- _YOUR OBJECTIVE_:
Below are some entries. Count the lines where "Minimum" appears and state only that number.

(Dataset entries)

----------

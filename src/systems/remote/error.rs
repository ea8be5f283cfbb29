use thiserror::Error;

use crate::types::Collection;

/// Failure of a single collection request.
///
/// None of these reach the user; the aggregator degrades every variant to an
/// empty result list for the affected collection.
#[derive(Debug, Error)]
pub enum RemoteError {
	#[error("invalid base url `{url}`: {source}")]
	InvalidBaseUrl {
		url: String,
		#[source]
		source: url::ParseError,
	},

	#[error("failed to build HTTP client: {0}")]
	Client(#[source] reqwest::Error),

	#[error("request to {collection} failed: {source}")]
	Transport {
		collection: Collection,
		#[source]
		source: reqwest::Error,
	},

	#[error("{collection} responded with status {status}")]
	Status {
		collection: Collection,
		status: reqwest::StatusCode,
	},

	#[error("{collection} reported an unsuccessful response{}", .message.as_deref().map(|m| format!(": {m}")).unwrap_or_default())]
	Rejected {
		collection: Collection,
		message: Option<String>,
	},

	#[error("malformed {collection} payload: {source}")]
	Decode {
		collection: Collection,
		#[source]
		source: serde_json::Error,
	},
}
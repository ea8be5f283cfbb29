use serde::{Deserialize, Deserializer, Serialize};
use serde_json::{Map, Value};

use super::query::{Collection, Generation, SearchScope};

/// Display projection of a catalog item. Passed through untouched.
///
/// Only `id` is required. A display field of an unexpected type reads as
/// `None` instead of failing the row.
#[derive(Debug, Clone, PartialEq, Serialize, Deserialize)]
pub struct ItemSummary {
	#[serde(alias = "_id", deserialize_with = "string_or_number")]
	pub id: String,
	#[serde(default, deserialize_with = "lenient_text")]
	pub name: Option<String>,
	#[serde(default, alias = "image", deserialize_with = "lenient_text")]
	pub thumbnail: Option<String>,
	#[serde(default, deserialize_with = "lenient_price")]
	pub price: Option<f64>,
	#[serde(flatten)]
	pub extra: Map<String, Value>,
}

/// Display projection of a seller profile. Passed through untouched.
#[derive(Debug, Clone, PartialEq, Serialize, Deserialize)]
pub struct SellerSummary {
	#[serde(alias = "_id", deserialize_with = "string_or_number")]
	pub id: String,
	#[serde(default, alias = "shopName", deserialize_with = "lenient_text")]
	pub name: Option<String>,
	#[serde(default, alias = "logo", deserialize_with = "lenient_text")]
	pub thumbnail: Option<String>,
	#[serde(default, deserialize_with = "lenient_text")]
	pub description: Option<String>,
	#[serde(flatten)]
	pub extra: Map<String, Value>,
}

fn string_or_number<'de, D>(deserializer: D) -> Result<String, D::Error>
where
	D: Deserializer<'de>,
{
	#[derive(Deserialize)]
	#[serde(untagged)]
	enum Id {
		Text(String),
		Number(serde_json::Number),
	}

	Ok(match Id::deserialize(deserializer)? {
		Id::Text(text) => text,
		Id::Number(number) => number.to_string(),
	})
}

fn lenient_text<'de, D>(deserializer: D) -> Result<Option<String>, D::Error>
where
	D: Deserializer<'de>,
{
	Ok(match Value::deserialize(deserializer)? {
		Value::String(text) => Some(text),
		_ => None,
	})
}

/// Prices arrive as numbers or numeric strings depending on the backend.
fn lenient_price<'de, D>(deserializer: D) -> Result<Option<f64>, D::Error>
where
	D: Deserializer<'de>,
{
	Ok(match Value::deserialize(deserializer)? {
		Value::Number(number) => number.as_f64(),
		Value::String(text) => text.trim().parse().ok(),
		_ => None,
	})
}

/// Rows returned by a single collection query.
#[derive(Debug, Clone, PartialEq)]
pub enum CollectionHits {
	Items(Vec<ItemSummary>),
	Sellers(Vec<SellerSummary>),
}

impl CollectionHits {
	#[must_use]
	pub fn empty(collection: Collection) -> Self {
		match collection {
			Collection::Items => Self::Items(Vec::new()),
			Collection::Sellers => Self::Sellers(Vec::new()),
		}
	}

	#[must_use]
	pub fn collection(&self) -> Collection {
		match self {
			Self::Items(_) => Collection::Items,
			Self::Sellers(_) => Collection::Sellers,
		}
	}

	#[must_use]
	pub fn len(&self) -> usize {
		match self {
			Self::Items(rows) => rows.len(),
			Self::Sellers(rows) => rows.len(),
		}
	}

	#[must_use]
	pub fn is_empty(&self) -> bool {
		self.len() == 0
	}
}

/// Display-ready merge of the sub-queries of one generation.
///
/// `items`/`sellers` stay `None` while that collection is outside the scope or
/// has not answered yet; `Some(vec![])` means the query ran and matched
/// nothing (or failed and was degraded to nothing).
#[derive(Debug, Clone, PartialEq, Serialize)]
pub struct ResultSet {
	pub generation: Generation,
	pub scope: SearchScope,
	pub items: Option<Vec<ItemSummary>>,
	pub sellers: Option<Vec<SellerSummary>>,
	pub loading: bool,
	#[serde(skip)]
	pending_items: bool,
	#[serde(skip)]
	pending_sellers: bool,
}

impl ResultSet {
	/// Fresh set for a newly issued attempt, marked as loading.
	pub(crate) fn loading(generation: Generation, scope: SearchScope) -> Self {
		let pending_items = scope.includes(Collection::Items);
		let pending_sellers = scope.includes(Collection::Sellers);
		Self {
			generation,
			scope,
			items: None,
			sellers: None,
			loading: pending_items || pending_sellers,
			pending_items,
			pending_sellers,
		}
	}

	/// Record the rows of one collection. Returns `false` when the collection
	/// was not awaited by this set.
	pub(crate) fn settle(&mut self, hits: CollectionHits) -> bool {
		if !self.is_pending(hits.collection()) {
			return false;
		}
		match hits {
			CollectionHits::Items(rows) => {
				self.items = Some(rows);
				self.pending_items = false;
			}
			CollectionHits::Sellers(rows) => {
				self.sellers = Some(rows);
				self.pending_sellers = false;
			}
		}
		self.loading = self.pending_items || self.pending_sellers;
		true
	}

	#[must_use]
	pub fn is_pending(&self, collection: Collection) -> bool {
		match collection {
			Collection::Items => self.pending_items,
			Collection::Sellers => self.pending_sellers,
		}
	}

	#[must_use]
	pub fn item_count(&self) -> usize {
		self.items.as_ref().map_or(0, Vec::len)
	}

	#[must_use]
	pub fn seller_count(&self) -> usize {
		self.sellers.as_ref().map_or(0, Vec::len)
	}

	#[must_use]
	pub fn total(&self) -> usize {
		self.item_count() + self.seller_count()
	}

	/// Settled and nothing matched in any collection.
	#[must_use]
	pub fn is_empty(&self) -> bool {
		!self.loading && self.total() == 0
	}
}
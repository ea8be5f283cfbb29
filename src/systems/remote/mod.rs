//! Transport for the read-only `items` and `sellers` collections.

mod client;
mod envelope;
mod error;

use std::time::Duration;

use async_trait::async_trait;

pub use client::CatalogClient;
pub use error::RemoteError;

use crate::types::{Collection, CollectionHits};

/// Default number of rows requested per collection for the dropdown.
pub const DEFAULT_RESULT_LIMIT: usize = 8;

/// Connection options for the catalog API.
#[derive(Debug, Clone)]
pub struct RemoteOptions {
	/// Base URL the collection paths are resolved against.
	pub base_url: String,
	/// Transport timeout. `None` keeps the HTTP client's default behaviour.
	pub timeout: Option<Duration>,
}

impl Default for RemoteOptions {
	fn default() -> Self {
		Self {
			base_url: "http://localhost:8080/api".to_string(),
			timeout: None,
		}
	}
}

/// A remote collection that can answer a free-text query.
#[async_trait]
pub trait CollectionSource: Send + Sync + 'static {
	async fn fetch(
		&self,
		collection: Collection,
		text: &str,
		limit: usize,
	) -> Result<CollectionHits, RemoteError>;
}
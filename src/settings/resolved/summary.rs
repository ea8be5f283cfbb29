use std::fmt::Write;

use navsearch::app_dirs;

use super::ResolvedConfig;

pub(super) fn render_summary(config: &ResolvedConfig) -> String {
	let mut out = String::new();
	let _ = writeln!(out, "Effective configuration:");
	let _ = writeln!(out, "  Base URL: {}", config.remote.base_url);
	match config.remote.timeout {
		Some(timeout) => {
			let _ = writeln!(out, "  Request timeout: {} ms", timeout.as_millis());
		}
		None => {
			let _ = writeln!(out, "  Request timeout: (client default)");
		}
	}
	let _ = writeln!(out, "  Debounce: {} ms", config.tuning.debounce.as_millis());
	let _ = writeln!(out, "  Minimum query length: {}", config.tuning.min_query_len);
	let _ = writeln!(out, "  Result limit: {}", config.tuning.result_limit);
	let _ = writeln!(out, "  Scope: {}", config.tuning.scope);
	let _ = writeln!(out, "  Top threshold: {} px", config.scroll.top_threshold);
	let _ = writeln!(out, "  Hysteresis: {} px", config.scroll.hysteresis);
	let _ = writeln!(out, "  Promote ratio: {}", config.scroll.promote_ratio);
	let _ = writeln!(out, "  Config directory: {}", dir_or_unavailable(app_dirs::get_config_dir()));
	out
}

fn dir_or_unavailable(dir: anyhow::Result<std::path::PathBuf>) -> String {
	match dir {
		Ok(path) => path.display().to_string(),
		Err(err) => format!("unavailable ({err})"),
	}
}
use serde::Deserialize;
use serde::de::DeserializeOwned;
use serde_json::Value;
use tracing::warn;

use super::RemoteError;
use crate::types::{Collection, CollectionHits, ItemSummary, SellerSummary};

/// `{ success, data }` wrapper used by every collection endpoint.
///
/// Rows stay untyped until the envelope itself checks out, so one malformed
/// row cannot sink the rest of the page.
#[derive(Debug, Deserialize)]
struct Envelope {
	success: bool,
	#[serde(default)]
	data: Option<Vec<Value>>,
	#[serde(default)]
	message: Option<String>,
}

/// Decode a response body for `collection` into display rows.
pub(super) fn decode(collection: Collection, body: &[u8]) -> Result<CollectionHits, RemoteError> {
	let rows = unwrap(collection, body)?;
	Ok(match collection {
		Collection::Items => CollectionHits::Items(project::<ItemSummary>(collection, rows)),
		Collection::Sellers => CollectionHits::Sellers(project::<SellerSummary>(collection, rows)),
	})
}

fn unwrap(collection: Collection, body: &[u8]) -> Result<Vec<Value>, RemoteError> {
	let envelope: Envelope = serde_json::from_slice(body)
		.map_err(|source| RemoteError::Decode { collection, source })?;
	if !envelope.success {
		return Err(RemoteError::Rejected {
			collection,
			message: envelope.message,
		});
	}
	Ok(envelope.data.unwrap_or_default())
}

fn project<T: DeserializeOwned>(collection: Collection, rows: Vec<Value>) -> Vec<T> {
	rows.into_iter()
		.enumerate()
		.filter_map(|(index, row)| match serde_json::from_value(row) {
			Ok(row) => Some(row),
			Err(err) => {
				warn!(%collection, index, error = %err, "skipping malformed row");
				None
			}
		})
		.collect()
}
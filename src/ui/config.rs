use std::time::Duration;

use crate::systems::remote::DEFAULT_RESULT_LIMIT;
use crate::systems::search::DEFAULT_DEBOUNCE;
use crate::types::SearchScope;

/// Tunables for the incremental search box.
#[derive(Debug, Clone, PartialEq)]
pub struct SearchTuning {
	/// Quiet period after the last keystroke before a search is issued.
	pub debounce: Duration,
	/// Minimum trimmed length, in characters, that reaches the network.
	pub min_query_len: usize,
	/// Rows requested per collection.
	pub result_limit: usize,
	/// Scope filter selected when the controller mounts.
	pub scope: SearchScope,
}

impl Default for SearchTuning {
	fn default() -> Self {
		Self {
			debounce: DEFAULT_DEBOUNCE,
			min_query_len: 2,
			result_limit: DEFAULT_RESULT_LIMIT,
			scope: SearchScope::All,
		}
	}
}

/// Thresholds of the scroll placement machine, in CSS pixels.
///
/// The defaults are empirically chosen UI constants.
#[derive(Debug, Clone, Copy, PartialEq)]
pub struct ScrollConfig {
	/// Offsets at or below this are the `Top` state.
	pub top_threshold: f64,
	/// Movements at or below this magnitude are ignored.
	pub hysteresis: f64,
	/// Fraction of the viewport height a downward run must cover to promote
	/// the search box into the header row.
	pub promote_ratio: f64,
}

impl Default for ScrollConfig {
	fn default() -> Self {
		Self {
			top_threshold: 10.0,
			hysteresis: 5.0,
			promote_ratio: 0.4,
		}
	}
}
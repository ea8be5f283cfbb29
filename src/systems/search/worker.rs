use std::sync::Arc;

use tokio::runtime::Handle;
use tokio::sync::mpsc::UnboundedSender;
use tracing::debug;

use super::commands::SubQueryOutcome;
use crate::systems::remote::CollectionSource;
use crate::types::SearchAttempt;

/// Spawn one task per collection in the attempt's scope.
///
/// Tasks are fire-and-forget: they are never aborted, and a send into a
/// dropped receiver is ignored.
pub(crate) fn dispatch(
	runtime: &Handle,
	source: &Arc<dyn CollectionSource>,
	attempt: &SearchAttempt,
	limit: usize,
	outcomes: &UnboundedSender<SubQueryOutcome>,
) {
	for &collection in attempt.query.scope.collections() {
		let source = Arc::clone(source);
		let outcomes = outcomes.clone();
		let generation = attempt.generation;
		let text = attempt.query.text.clone();

		debug!(%generation, %collection, text = %text, "dispatching sub-query");
		runtime.spawn(async move {
			let result = source.fetch(collection, &text, limit).await;
			let _ = outcomes.send(SubQueryOutcome {
				generation,
				collection,
				result,
			});
		});
	}
}
use anyhow::{Error, Result};
use serde::Deserialize;
use std::env;

use crate::cli::CliArgs;

use super::resolved::{ConfigSources, ResolvedConfig, SettingSource};

mod remote;
mod scroll;
mod search;

use remote::RemoteSection;
use scroll::ScrollSection;
use search::SearchSection;

/// Mirror of the configuration file representation before CLI overrides and
/// validation are applied.
#[derive(Debug, Clone, Default, Deserialize)]
#[serde(default)]
pub(super) struct RawConfig {
	remote: RemoteSection,
	search: SearchSection,
	scroll: ScrollSection,
}

impl RawConfig {
	/// Apply CLI overrides on top of the raw configuration values.
	pub(super) fn apply_cli_overrides(&mut self, cli: &CliArgs) {
		self.remote.apply_cli_overrides(cli);
		self.search.apply_cli_overrides(cli);
	}

	/// Convert the raw configuration into a [`ResolvedConfig`], validating and
	/// filling defaults where required.
	pub(super) fn resolve(self, cli: &CliArgs) -> Result<ResolvedConfig> {
		let sources = ConfigSources {
			base_url: detect_source(
				cli.base_url.is_some(),
				self.remote.base_url.is_some(),
				"NAVSEARCH__REMOTE__BASE_URL",
				Some("--base-url"),
				"remote.base_url",
			),
			result_limit: detect_source(
				cli.limit.is_some(),
				self.search.result_limit.is_some(),
				"NAVSEARCH__SEARCH__RESULT_LIMIT",
				Some("--limit"),
				"search.result_limit",
			),
			timeout_ms: detect_source(
				false,
				self.remote.timeout_ms.is_some(),
				"NAVSEARCH__REMOTE__TIMEOUT_MS",
				None,
				"remote.timeout_ms",
			),
			debounce_ms: detect_source(
				cli.debounce_ms.is_some(),
				self.search.debounce_ms.is_some(),
				"NAVSEARCH__SEARCH__DEBOUNCE_MS",
				Some("--debounce-ms"),
				"search.debounce_ms",
			),
			min_query_len: detect_source(
				false,
				self.search.min_query_len.is_some(),
				"NAVSEARCH__SEARCH__MIN_QUERY_LEN",
				None,
				"search.min_query_len",
			),
			scope: detect_source(
				cli.scope().is_some(),
				self.search.scope.is_some(),
				"NAVSEARCH__SEARCH__SCOPE",
				Some("--scope"),
				"search.scope",
			),
			top_threshold: detect_source(
				false,
				self.scroll.top_threshold.is_some(),
				"NAVSEARCH__SCROLL__TOP_THRESHOLD",
				None,
				"scroll.top_threshold",
			),
			hysteresis: detect_source(
				false,
				self.scroll.hysteresis.is_some(),
				"NAVSEARCH__SCROLL__HYSTERESIS",
				None,
				"scroll.hysteresis",
			),
			promote_ratio: detect_source(
				false,
				self.scroll.promote_ratio.is_some(),
				"NAVSEARCH__SCROLL__PROMOTE_RATIO",
				None,
				"scroll.promote_ratio",
			),
		};

		let remote = self.remote.resolve();
		let tuning = self.search.resolve(&sources).map_err(Error::new)?;
		let scroll = self.scroll.resolve();

		let config = ResolvedConfig {
			remote,
			tuning,
			scroll,
		};

		config.validate(&sources).map_err(Error::new)?;

		Ok(config)
	}
}

fn detect_source(
	cli_present: bool,
	value_present: bool,
	env_var: &'static str,
	cli_flag: Option<&'static str>,
	key: &'static str,
) -> Option<SettingSource> {
	if !value_present {
		return None;
	}

	if cli_present && let Some(flag) = cli_flag {
		return Some(SettingSource::CliFlag(flag));
	}

	if env::var_os(env_var).is_some() {
		return Some(SettingSource::Environment(env_var));
	}

	Some(SettingSource::ConfigKey(key))
}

----------

- _EXERCISE SOLUTION_:
2